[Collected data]

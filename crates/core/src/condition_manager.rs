//! Folds child conditions into one parent condition while keeping transition times stable.

use chrono::{DateTime, Utc};
use k8s_openapi::apimachinery::pkg::apis::meta::v1::{Condition, Time};

use crate::conditions::{self, ConditionStatus};

#[derive(Debug, Clone, Copy, PartialEq, Eq)]
pub enum Polarity {
    /// Child `True` is success.
    Positive,
    /// Child `True` is a failure (e.g. a `Failed` condition).
    Negative,
}

pub struct ConditionManager {
    top_level_type: String,
    previous: Vec<Condition>,
    conditions: Vec<Condition>,
    status: ConditionStatus,
    reason: Option<(String, String)>,
    changed: bool,
    now: DateTime<Utc>,
}

impl ConditionManager {
    pub fn new(top_level_type: &str, previous: &[Condition]) -> Self {
        Self::with_clock(top_level_type, previous, Utc::now())
    }

    pub fn with_clock(top_level_type: &str, previous: &[Condition], now: DateTime<Utc>) -> Self {
        Self {
            top_level_type: top_level_type.to_string(),
            previous: previous.to_vec(),
            conditions: Vec::new(),
            status: ConditionStatus::True,
            reason: None,
            changed: false,
            now,
        }
    }

    pub fn add(&mut self, mut condition: Condition, polarity: Polarity) {
        let status = ConditionStatus::of(&condition);
        let violates = matches!(
            (status, polarity),
            (ConditionStatus::False, Polarity::Positive) | (ConditionStatus::True, Polarity::Negative)
        );
        if violates {
            self.status = ConditionStatus::False;
            self.reason = Some((condition.reason.clone(), condition.message.clone()));
        } else if status == ConditionStatus::Unknown && self.status != ConditionStatus::False {
            self.status = ConditionStatus::Unknown;
            self.reason = Some((condition.reason.clone(), condition.message.clone()));
        }

        match self.previous.iter().find(|p| p.type_ == condition.type_) {
            Some(prev) if conditions::same_state(prev, &condition) => {
                condition.last_transition_time = prev.last_transition_time.clone();
            }
            _ => {
                condition.last_transition_time = Time(self.now);
                self.changed = true;
            }
        }
        self.conditions.push(condition);
    }

    pub fn add_positive(&mut self, condition: Condition) {
        self.add(condition, Polarity::Positive)
    }

    pub fn add_negative(&mut self, condition: Condition) {
        self.add(condition, Polarity::Negative)
    }

    pub fn is_successful(&self) -> bool {
        self.status != ConditionStatus::False
    }

    /// Append the parent condition and return every condition plus whether anything transitioned.
    pub fn finalize(mut self) -> (Vec<Condition>, bool) {
        if self.conditions.is_empty() {
            let parent = Condition {
                type_: self.top_level_type.clone(),
                status: ConditionStatus::Unknown.as_str().to_string(),
                reason: conditions::UNKNOWN.to_string(),
                message: String::new(),
                last_transition_time: Time(self.now),
                observed_generation: None,
            };
            return (vec![parent], true);
        }
        let parent = match self.status {
            ConditionStatus::True => conditions::condition(&self.top_level_type, ConditionStatus::True, conditions::READY_REASON, ""),
            status => {
                let (reason, message) = self.reason.clone().unwrap_or_else(|| (conditions::UNKNOWN.to_string(), String::new()));
                conditions::condition(&self.top_level_type, status, &reason, message)
            }
        };
        // parent is computed from children only; adding it must not alter the fold
        let status = self.status;
        self.add_positive(parent);
        self.status = status;
        (self.conditions, self.changed)
    }
}

#[cfg(test)]
mod tests {
    use super::*;
    use crate::conditions::condition;
    use chrono::TimeZone;

    fn t(secs: i64) -> DateTime<Utc> {
        Utc.timestamp_opt(secs, 0).single().unwrap_or_default()
    }

    #[test]
    fn all_positive_children_roll_up_ready() {
        let mut m = ConditionManager::with_clock("Ready", &[], t(100));
        m.add_positive(condition("A", ConditionStatus::True, "Fine", ""));
        m.add_negative(condition("B", ConditionStatus::False, "NotBroken", ""));
        let (conds, changed) = m.finalize();
        assert!(changed);
        let ready = conditions::find(&conds, "Ready").unwrap();
        assert_eq!(ready.status, "True");
        assert_eq!(ready.reason, "Ready");
        assert_eq!(conds.last().unwrap().type_, "Ready");
    }

    #[test]
    fn false_adopts_last_violating_child() {
        let mut m = ConditionManager::with_clock("Ready", &[], t(100));
        m.add_positive(condition("A", ConditionStatus::False, "First", "one"));
        m.add_positive(condition("B", ConditionStatus::Unknown, "Waiting", "w"));
        m.add_negative(condition("C", ConditionStatus::True, "Second", "two"));
        let (conds, _) = m.finalize();
        let ready = conditions::find(&conds, "Ready").unwrap();
        assert_eq!((ready.status.as_str(), ready.reason.as_str(), ready.message.as_str()), ("False", "Second", "two"));
    }

    #[test]
    fn unknown_without_violation() {
        let mut m = ConditionManager::with_clock("Ready", &[], t(100));
        m.add_positive(condition("A", ConditionStatus::True, "Fine", ""));
        m.add_positive(condition("B", ConditionStatus::Unknown, "MissingValueAtPath", "waiting"));
        assert!(m.is_successful());
        let (conds, _) = m.finalize();
        let ready = conditions::find(&conds, "Ready").unwrap();
        assert_eq!((ready.status.as_str(), ready.reason.as_str()), ("Unknown", "MissingValueAtPath"));
    }

    #[test]
    fn no_children_is_unknown_and_changed() {
        let m = ConditionManager::with_clock("Ready", &[], t(100));
        let (conds, changed) = m.finalize();
        assert!(changed);
        assert_eq!(conds.len(), 1);
        assert_eq!((conds[0].status.as_str(), conds[0].reason.as_str()), ("Unknown", "Unknown"));
    }

    #[test]
    fn transition_time_kept_for_unchanged_rows() {
        let mut first = ConditionManager::with_clock("Ready", &[], t(100));
        first.add_positive(condition("A", ConditionStatus::True, "Fine", ""));
        let (prev, _) = first.finalize();

        let mut second = ConditionManager::with_clock("Ready", &prev, t(500));
        second.add_positive(condition("A", ConditionStatus::True, "Fine", ""));
        let (conds, changed) = second.finalize();
        assert!(!changed);
        for c in &conds {
            assert_eq!(c.last_transition_time, Time(t(100)));
        }

        let mut third = ConditionManager::with_clock("Ready", &conds, t(900));
        third.add_positive(condition("A", ConditionStatus::False, "Broken", "x"));
        let (conds, changed) = third.finalize();
        assert!(changed);
        assert_eq!(conditions::find(&conds, "A").unwrap().last_transition_time, Time(t(900)));
        assert_eq!(conditions::find(&conds, "Ready").unwrap().last_transition_time, Time(t(900)));
    }

    #[test]
    fn one_parent_per_finalize() {
        let mut m = ConditionManager::with_clock("Ready", &[], t(1));
        m.add_positive(condition("A", ConditionStatus::True, "Fine", ""));
        let (conds, _) = m.finalize();
        assert_eq!(conds.iter().filter(|c| c.type_ == "Ready").count(), 1);
    }
}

> _Task prompt_:
Counting only lines that hold the string "third", give the number of such lines in the records. Write nothing else.

> _Output of the task_:
3